Simon Uribe-Convers - June 13th 2017 - http://simonuribe.com
Disclaimer: This commands work on a Mac or other Linus/UNIX based computer.
In general:
- To get the data from VCFTools in the vcf-to-tab format:
-vcf-to-tab < file.vcf > file.txt
# For Vitis
vcf-to-tab < Basal_mod_biallele_depth_missing_indv.recode.vcf > Basal_mod_biallele_depth_missing_indv.recode_vcf_to_tab.txt
vcf-to-tab < Final.recode.vcf > Final.recode_vcf_to_tab.txt
vcf-to-tab < NOAMP_dataset.vcf > NOAMP_dataset_vcf_to_tab.txt
-
Check if there is a '#' on the first line with the headers, if there is one DELETE it!
-
Transpose tab file (either in excel or in R)

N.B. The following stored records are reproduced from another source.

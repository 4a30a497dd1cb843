//! Error types for the logging engine

pub type Result<T> = std::result::Result<T, LoggerError>;

#[derive(Debug, thiserror::Error)]
pub enum LoggerError {
    /// IO error with context
    #[error("IO error while {operation}: {message}")]
    IoOperation {
        operation: String,
        message: String,
        #[source]
        source: std::io::Error,
    },

    /// Generic IO error
    #[error("IO error: {0}")]
    IoError(#[from] std::io::Error),

    /// Invalid configuration with details
    #[error("Invalid configuration for {component}: {message}")]
    InvalidConfiguration { component: String, message: String },

    /// Requested format or target not compiled into this build
    #[error("{kind} '{name}' is not available in this build")]
    Unavailable { kind: String, name: String },

    /// File target error with path
    #[error("File target error for '{path}': {message}")]
    FileTargetError { path: String, message: String },

    /// File rotation error
    #[error("File rotation failed for '{path}': {message}")]
    FileRotationError { path: String, message: String },

    /// Record exceeds a hard limit of the binary wire format
    #[error("Binary encoding limit exceeded: {what} is {len} bytes (max {max})")]
    EncodingLimit {
        what: &'static str,
        len: usize,
        max: usize,
    },

    /// Binary decoder ran out of input
    #[error("Binary record truncated: needed {needed} more bytes at offset {offset}")]
    Truncated { offset: usize, needed: usize },

    /// Binary decoder hit an unknown level or value-type tag
    #[error("Invalid {what} tag {tag} at offset {offset}")]
    InvalidTag {
        what: &'static str,
        tag: u8,
        offset: usize,
    },

    /// Logger already shut down
    #[error("Logger already shut down")]
    LoggerStopped,

    /// Generic error
    #[error("{0}")]
    Other(String),
}

impl LoggerError {
    /// Create an IO operation error with context
    pub fn io_operation(
        operation: impl Into<String>,
        message: impl Into<String>,
        source: std::io::Error,
    ) -> Self {
        LoggerError::IoOperation {
            operation: operation.into(),
            message: message.into(),
            source,
        }
    }

    /// Create an invalid configuration error
    pub fn config(component: impl Into<String>, message: impl Into<String>) -> Self {
        LoggerError::InvalidConfiguration {
            component: component.into(),
            message: message.into(),
        }
    }

    /// Create an unavailable-capability error
    pub fn unavailable(kind: impl Into<String>, name: impl Into<String>) -> Self {
        LoggerError::Unavailable {
            kind: kind.into(),
            name: name.into(),
        }
    }

    /// Create a file target error
    pub fn file_target(path: impl Into<String>, message: impl Into<String>) -> Self {
        LoggerError::FileTargetError {
            path: path.into(),
            message: message.into(),
        }
    }

    /// Create a file rotation error
    pub fn file_rotation(path: impl Into<String>, message: impl Into<String>) -> Self {
        LoggerError::FileRotationError {
            path: path.into(),
            message: message.into(),
        }
    }

    /// Create a generic error
    pub fn other<S: Into<String>>(msg: S) -> Self {
        LoggerError::Other(msg.into())
    }
}

#[cfg(test)]
mod tests {
    use super::*;

    #[test]
    fn test_error_creation() {
        let err = LoggerError::config("LoggerConfig", "sampling_rate out of range");
        assert!(matches!(err, LoggerError::InvalidConfiguration { .. }));

        let err = LoggerError::file_target("/var/log/app.log", "Permission denied");
        assert!(matches!(err, LoggerError::FileTargetError { .. }));

        let err = LoggerError::unavailable("format", "binary");
        assert!(matches!(err, LoggerError::Unavailable { .. }));
    }

    #[test]
    fn test_error_display() {
        let err = LoggerError::file_rotation("/var/log/app.log", "Disk full");
        assert_eq!(
            err.to_string(),
            "File rotation failed for '/var/log/app.log': Disk full"
        );

        let err = LoggerError::EncodingLimit {
            what: "message",
            len: 70_000,
            max: 65_535,
        };
        assert_eq!(
            err.to_string(),
            "Binary encoding limit exceeded: message is 70000 bytes (max 65535)"
        );

        let err = LoggerError::Truncated {
            offset: 9,
            needed: 2,
        };
        assert!(err.to_string().contains("offset 9"));
    }

    #[test]
    fn test_io_operation_error() {
        let io_err = std::io::Error::new(std::io::ErrorKind::PermissionDenied, "access denied");
        let err = LoggerError::io_operation("opening log file", "cannot open file", io_err);

        assert!(matches!(err, LoggerError::IoOperation { .. }));
        assert!(err.to_string().contains("opening log file"));
    }
}
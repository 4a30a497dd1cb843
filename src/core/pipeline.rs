//! Record pipeline: dedup, batch, encode, write
//!
//! The pipeline owns everything downstream of the submit decision: the
//! deduplication window, the batch accumulator, the encoder with its
//! reusable byte buffer, and the output target. Exactly one thread runs
//! a pipeline at a time -- the caller under the write lock in sync mode,
//! the worker thread in async mode -- so none of this needs interior
//! locking.

use super::batch::BatchBuffer;
use super::dedup::DedupFilter;
use super::error::Result;
use super::metrics::LoggerMetrics;
use super::record::Record;
use crate::config::{DedupConfig, LoggerConfig};
use crate::encode::Encoder;
use crate::targets::Target;
use std::sync::Arc;
use std::time::Duration;

pub struct Pipeline {
    dedup: Option<DedupFilter>,
    batch: Option<BatchBuffer>,
    encoder: Encoder,
    /// Reused across records: cleared before each encode, never shrunk.
    buf: Vec<u8>,
    target: Box<dyn Target>,
    metrics: Arc<LoggerMetrics>,
}

impl Pipeline {
    pub fn new(
        config: &LoggerConfig,
        encoder: Encoder,
        target: Box<dyn Target>,
        metrics: Arc<LoggerMetrics>,
    ) -> Self {
        Self {
            dedup: config
                .dedup
                .as_ref()
                .map(|DedupConfig { window }| DedupFilter::new(*window)),
            batch: config.batching.clone().map(BatchBuffer::new),
            encoder,
            buf: Vec::with_capacity(256),
            target,
            metrics,
        }
    }

    /// Run one record through dedup and batching, writing whatever is
    /// released. Level filtering and sampling have already happened.
    pub fn submit(&mut self, record: Record) -> Result<()> {
        if let Some(dedup) = &mut self.dedup {
            if !dedup.should_forward(&record) {
                self.metrics.record_dedup_suppressed();
                return Ok(());
            }
        }

        match &mut self.batch {
            Some(batch) => match batch.push(record) {
                Some(released) => self.write_batch(released),
                None => Ok(()),
            },
            None => self.write_one(&record),
        }
    }

    /// Release the pending batch if its timeout has fired. Driven by the
    /// worker's receive timeout in async mode and piggy-backed on the
    /// next submit or flush in sync mode.
    pub fn tick(&mut self) -> Result<()> {
        let due = self.batch.as_mut().and_then(BatchBuffer::take_if_due);
        match due {
            Some(released) => self.write_batch(released),
            None => Ok(()),
        }
    }

    /// Write out everything pending and flush the target through to the
    /// sink. Batches are released regardless of their timeout.
    pub fn flush(&mut self) -> Result<()> {
        let pending = self.batch.as_mut().map(BatchBuffer::drain);
        if let Some(released) = pending {
            self.write_batch(released)?;
        }
        self.target.flush()
    }

    /// How long the worker may sleep before a pending batch comes due.
    pub fn time_until_due(&self) -> Option<Duration> {
        self.batch.as_ref().and_then(BatchBuffer::time_until_due)
    }

    fn write_one(&mut self, record: &Record) -> Result<()> {
        self.buf.clear();
        self.encoder.encode(record, &mut self.buf)?;
        self.target.write_record(&self.buf)?;
        self.metrics.record_written();
        Ok(())
    }

    /// Deliver a released batch in order. A record the encoder rejects is
    /// skipped rather than taking the rest of the batch down with it; the
    /// first error is reported after the batch completes.
    fn write_batch(&mut self, records: Vec<Record>) -> Result<()> {
        let mut first_err = None;
        for record in &records {
            if let Err(e) = self.write_one(record) {
                first_err.get_or_insert(e);
            }
        }
        match first_err {
            Some(e) => Err(e),
            None => Ok(()),
        }
    }
}
//! Timestamp formatting for the text encoder
//!
//! The JSON and binary formats carry numeric epoch timestamps; only the
//! text format renders timestamps, configurable through this type.

use chrono::{DateTime, Utc};
use serde::{Deserialize, Serialize};

/// Timestamp rendering for text output
#[derive(Debug, Clone, Default, PartialEq, Eq, Serialize, Deserialize)]
pub enum TimestampFormat {
    /// ISO 8601 with milliseconds: `2025-01-08T10:30:45.123Z` (default)
    #[default]
    Iso8601,

    /// Unix timestamp in seconds: `1736332245`
    Unix,

    /// Unix timestamp in milliseconds: `1736332245123`
    UnixMillis,

    /// Custom strftime format
    Custom(String),
}

impl TimestampFormat {
    #[must_use]
    pub fn format(&self, datetime: &DateTime<Utc>) -> String {
        match self {
            TimestampFormat::Iso8601 => datetime.format("%Y-%m-%dT%H:%M:%S%.3fZ").to_string(),
            TimestampFormat::Unix => datetime.timestamp().to_string(),
            TimestampFormat::UnixMillis => datetime.timestamp_millis().to_string(),
            TimestampFormat::Custom(format_str) => datetime.format(format_str).to_string(),
        }
    }
}

#[cfg(test)]
mod tests {
    use super::*;
    use chrono::TimeZone;

    fn fixed_datetime() -> DateTime<Utc> {
        Utc.with_ymd_and_hms(2025, 1, 8, 10, 30, 45)
            .single()
            .expect("valid datetime")
            + chrono::Duration::milliseconds(123)
    }

    #[test]
    fn test_iso8601_format() {
        let result = TimestampFormat::Iso8601.format(&fixed_datetime());
        assert_eq!(result, "2025-01-08T10:30:45.123Z");
    }

    #[test]
    fn test_unix_formats() {
        let secs: i64 = TimestampFormat::Unix
            .format(&fixed_datetime())
            .parse()
            .unwrap();
        let millis: i64 = TimestampFormat::UnixMillis
            .format(&fixed_datetime())
            .parse()
            .unwrap();
        assert_eq!(millis, secs * 1000 + 123);
    }

    #[test]
    fn test_custom_format() {
        let format = TimestampFormat::Custom("%Y/%m/%d %H:%M".to_string());
        assert_eq!(format.format(&fixed_datetime()), "2025/01/08 10:30");
    }

    #[test]
    fn test_default_is_iso8601() {
        assert_eq!(TimestampFormat::default(), TimestampFormat::Iso8601);
    }
}
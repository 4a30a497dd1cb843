//! Batch accumulator for the record stream
//!
//! Records accumulate in arrival order and are released together when
//! either `batch_size` records are pending or `batch_timeout` has elapsed
//! since the oldest pending record arrived, whichever comes first. The
//! accumulator is owned by the pipeline, so appends and flushes are
//! already serialized; a record is released exactly once.

use super::record::Record;
use serde::{Deserialize, Serialize};
use std::time::{Duration, Instant};

/// Batching parameters
#[derive(Debug, Clone, PartialEq, Eq, Serialize, Deserialize)]
pub struct BatchConfig {
    /// Flush when this many records are pending
    pub batch_size: usize,
    /// Flush when the oldest pending record is this old
    pub batch_timeout: Duration,
}

impl Default for BatchConfig {
    fn default() -> Self {
        Self {
            batch_size: 50,
            batch_timeout: Duration::from_millis(100),
        }
    }
}

#[derive(Debug)]
pub struct BatchBuffer {
    config: BatchConfig,
    pending: Vec<Record>,
    oldest_arrival: Option<Instant>,
}

impl BatchBuffer {
    pub fn new(config: BatchConfig) -> Self {
        let capacity = config.batch_size;
        Self {
            config,
            pending: Vec::with_capacity(capacity),
            oldest_arrival: None,
        }
    }

    /// Append a record; returns the full batch when the size threshold or
    /// the timeout fires.
    pub fn push(&mut self, record: Record) -> Option<Vec<Record>> {
        if self.pending.is_empty() {
            self.oldest_arrival = Some(Instant::now());
        }
        self.pending.push(record);

        if self.pending.len() >= self.config.batch_size || self.timeout_elapsed() {
            Some(self.drain())
        } else {
            None
        }
    }

    /// Release the pending batch if the timeout has fired. Called on the
    /// worker's tick (async) or on the next submit/flush (sync).
    pub fn take_if_due(&mut self) -> Option<Vec<Record>> {
        if !self.pending.is_empty() && self.timeout_elapsed() {
            Some(self.drain())
        } else {
            None
        }
    }

    /// Unconditionally release everything pending (flush/shutdown path).
    pub fn drain(&mut self) -> Vec<Record> {
        self.oldest_arrival = None;
        std::mem::take(&mut self.pending)
    }

    pub fn pending_len(&self) -> usize {
        self.pending.len()
    }

    /// How long until the timeout fires, if anything is pending.
    pub fn time_until_due(&self) -> Option<Duration> {
        self.oldest_arrival.map(|oldest| {
            self.config
                .batch_timeout
                .saturating_sub(oldest.elapsed())
        })
    }

    fn timeout_elapsed(&self) -> bool {
        self.oldest_arrival
            .is_some_and(|oldest| oldest.elapsed() >= self.config.batch_timeout)
    }
}
//! # wirelog
//!
//! A structured logging engine with typed fields, pluggable wire formats,
//! and sync or async dispatch.
//!
//! ## Features
//!
//! - **Leveled records**: `Debug` through `Fatal`, with a minimum-level
//!   filter checked before anything else
//! - **Typed fields**: ordered `key=value` pairs carrying strings,
//!   integers, floats, and booleans
//! - **Wire formats**: human-readable text, newline-delimited JSON, and a
//!   compact length-prefixed binary format with a symmetric decoder
//! - **Targets**: stdout, stderr, and size-rotated files with bounded
//!   backup retention
//! - **Flow control**: probabilistic sampling, sliding-window
//!   deduplication, and size/timeout batching
//! - **Dispatch**: synchronous writes under a mutex, or a bounded queue
//!   feeding a worker thread that drains completely on shutdown
//!
//! ## Quick start
//!
//! ```no_run
//! use wirelog::{Level, Logger, LoggerConfig};
//!
//! let mut logger = Logger::init(
//!     LoggerConfig::new()
//!         .with_level(Level::Debug)
//!         .with_file("/var/log/app.log")
//!         .with_async_io(1024),
//! )?;
//!
//! logger.info("server started")?;
//! logger.shutdown()?;
//! # Ok::<(), wirelog::LoggerError>(())
//! ```
//!
//! Or through the process-wide default logger and the macros:
//!
//! ```no_run
//! wirelog::init(wirelog::LoggerConfig::default())?;
//! wirelog::info!("ready", "port" => 8080_u64)?;
//! wirelog::shutdown()?;
//! # Ok::<(), wirelog::LoggerError>(())
//! ```
//!
//! ## Cargo features
//!
//! | Feature   | Default | Provides                          |
//! |-----------|---------|-----------------------------------|
//! | `console` | yes     | ANSI level colors on console text |
//! | `file`    | yes     | Rotating file target              |
//! | `json`    | yes     | JSON wire format                  |
//! | `binary`  | yes     | Binary wire format and decoder    |
//!
//! Selecting a compiled-out format or target is a [`Logger::init`] error,
//! never a silent downgrade.

pub mod config;
pub mod core;
pub mod encode;
pub mod global;
#[macro_use]
pub mod macros;
pub mod targets;

pub use crate::config::{DedupConfig, Format, LoggerConfig, TargetKind};
pub use crate::core::batch::BatchConfig;
pub use crate::core::error::{LoggerError, Result};
pub use crate::core::field::{Field, FieldValue};
pub use crate::core::level::Level;
pub use crate::core::logger::Logger;
pub use crate::core::metrics::LoggerMetrics;
pub use crate::core::record::Record;
pub use crate::core::sampler::Sampler;
pub use crate::core::timestamp::TimestampFormat;
pub use crate::global::{flush, init, metrics, shutdown};

#[cfg(feature = "binary")]
pub use crate::encode::decode_record;

/// Common imports for applications.
pub mod prelude {
    pub use crate::config::{Format, LoggerConfig, TargetKind};
    pub use crate::core::error::{LoggerError, Result};
    pub use crate::core::field::{Field, FieldValue};
    pub use crate::core::level::Level;
    pub use crate::core::logger::Logger;
}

In R:x <- read.table("NOAMP_dataset_tab.txt", header = T) y <- t(x) write.table(y, file="NOAMP_dataset_tab_transposed.txt", row.names = T, quote = F)
-
Delete the four first lines of the file (if transposed with Excel, delete the first three lines), i.e., delete everything on top of the first sample.
The data from VCF comes with information from both alleles, i.e., A and G at a site, and we need to modify it so that there is only one base per site. We'll use IUPAC ambiguous coding for sites that have different nucleotides. I wrote a python script to do this changes easily. After the file has been transposed in R or Excel, simply run the VCF-to-Tab_to_Fasta_IUPAC_Converter.py
script by tying: python VCF-to-Tab_to_Fasta_IUPAC_Converter.py VCF-toTab_file Output_file
The names of the sequences were not very useful so we changed them to something more informative. The samples had names that were not standardized and we had to do some search and replace to make them have the same format across the samples.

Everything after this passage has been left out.